The one thing I will – the only point on which I disagree with what my friend said is that I think if the singular purpose of the corporation's existence is to generate profit, which unfortunately is essentially the state of the law in the United States where Chevron is incorporated, it actually is acting in an economically rational manner, because there is good reason to believe that companies like Chevron engage in this type of behavior all over the developing world. For example, there has been extraordinary environmental [depredations] by an oil company, I believe it was Shell, in Nigeria. And there are examples of this, they abound. And so I think the calculus of Chevron's management is that if we capitulate here and pay this judgment, we are going to open ourselves up to potentially ruinous judgments from the developing world.

The answer to Chevron's management is don't engage in this behavior. But when your singular objective is to generate profit no matter what the cost to the communities in which you operate, that is essentially what the law incents them to do in the United States. It's all about maximizing profit. And the law doesn't require them to take into account the impacts on other stakeholders, like the people who live in the communities where they operate. Then this type of thing is going to go on, and it's going to go on and on, and people are going to suffer in the developing world, in particular.

PERIES: Paul, do you want to respond to that with the final world [inaud.]

PAZ Y MIÑO: [Inaud.] to in one way or another pay up. That's why it's important that the assets get seized. Because then the cost decision changes drastically. Then they turn back and say, we've spent $2 billion fighting this, we've still had to turn over $10 billion at the end. We should have just dealt with it at the outset and taken care of it years and years ago when the cost was less and the impact to the environment was less. But I take your point.
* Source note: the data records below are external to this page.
//! Shared test fixtures for the pull SDK integration tests.
//!
//! Provides `sample_catalog()`, an in-memory catalog with one pack of each
//! kind, plus catalog wrappers for counting calls and simulating outages.

#![allow(dead_code)]

use std::cell::Cell;

use md_pull_sdk::error::{CatalogError, CatalogResult};
use md_pull_sdk::{CardRecord, CatalogClient, InMemoryCatalog, PackDefinition, PackKind, Rarity};

pub const MASTER_PACK: &str = "Master Pack";
pub const SECRET_PACK: &str = "Rapid Aircraft Advancement";
pub const SELECTION_PACK: &str = "Selection Pack Alpha";

/// `ur`/`sr`/`r`/`n` cards named `"{prefix} {RARITY} {i}"`, with ids and images.
pub fn card_set(prefix: &str, ur: usize, sr: usize, r: usize, n: usize) -> Vec<CardRecord> {
    let mut cards = Vec::new();
    for (rarity, count) in [
        (Rarity::UltraRare, ur),
        (Rarity::SuperRare, sr),
        (Rarity::Rare, r),
        (Rarity::Common, n),
    ] {
        for i in 0..count {
            let name = format!("{} {} {}", prefix, rarity.code(), i);
            cards.push(
                CardRecord::new(name.clone(), rarity)
                    .with_id(format!("{}-{}-{}", prefix.to_lowercase(), rarity.code(), i))
                    .with_image(format!("https://img.test/{}.webp", name.replace(' ', "_"))),
            );
        }
    }
    cards
}

/// A catalog with a baseline, an augmented and a curated pack. Every pack
/// has cards of every rarity; names are prefixed `Master`, `Secret` and
/// `Selection` respectively.
pub fn sample_catalog() -> InMemoryCatalog {
    InMemoryCatalog::new()
        .with_pack(
            PackDefinition::new("mp", PackKind::Baseline, MASTER_PACK),
            card_set("Master", 6, 8, 20, 40),
        )
        .with_pack(
            PackDefinition::new("sp-raa", PackKind::Augmented, SECRET_PACK),
            card_set("Secret", 4, 4, 6, 8),
        )
        .with_pack(
            PackDefinition::new("sel-a", PackKind::Curated, SELECTION_PACK),
            card_set("Selection", 5, 5, 10, 15),
        )
}

/// Wraps a catalog and counts calls to each method.
pub struct CountingCatalog<C> {
    pub inner: C,
    pub pack_calls: Cell<usize>,
    pub card_calls: Cell<usize>,
}

impl<C> CountingCatalog<C> {
    pub fn new(inner: C) -> Self {
        Self {
            inner,
            pack_calls: Cell::new(0),
            card_calls: Cell::new(0),
        }
    }
}

impl<C: CatalogClient> CatalogClient for CountingCatalog<C> {
    fn list_packs(&self) -> CatalogResult<Vec<PackDefinition>> {
        self.pack_calls.set(self.pack_calls.get() + 1);
        self.inner.list_packs()
    }

    fn list_cards(&self, pack_id: &str) -> CatalogResult<Vec<CardRecord>> {
        self.card_calls.set(self.card_calls.get() + 1);
        self.inner.list_cards(pack_id)
    }
}

/// A catalog whose pack list works but whose card fetches fail, as when the
/// upstream API times out mid-request.
pub struct FlakyCatalog {
    pub packs: Vec<PackDefinition>,
}

impl CatalogClient for FlakyCatalog {
    fn list_packs(&self) -> CatalogResult<Vec<PackDefinition>> {
        Ok(self.packs.clone())
    }

    fn list_cards(&self, _pack_id: &str) -> CatalogResult<Vec<CardRecord>> {
        Err(CatalogError::Offline("upstream timed out".into()))
    }
}

/// Rolls that force every common slot to `common_roll` and the anchor slot
/// to `anchor_roll`, with every foil draw at 50 (no foil).
pub fn forced_rolls(common_roll: f64, anchor_roll: f64) -> Vec<f64> {
    let mut rolls = Vec::with_capacity(16);
    for _ in 0..7 {
        rolls.push(common_roll);
        rolls.push(50.0);
    }
    rolls.push(anchor_roll);
    rolls.push(50.0);
    rolls
}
Chevron, though, also prides itself and has no trouble spending hundreds of millions of dollars on ad campaigns to say that Chevron has an ethical standard. That there's the Chevron way which respects human rights and the environment. And so they say that they're driven by more than profit in their own propaganda. But their actions in this case show the exact opposite to be true.

PERIES: Paul Paz y Miño, thank you so much for joining us. And Dimitri, thanks for joining us as well.

LASCARIS: Thank you.

PAZ Y MIÑO: Thank you.

PERIES: And thank you for joining us on the Real News Network.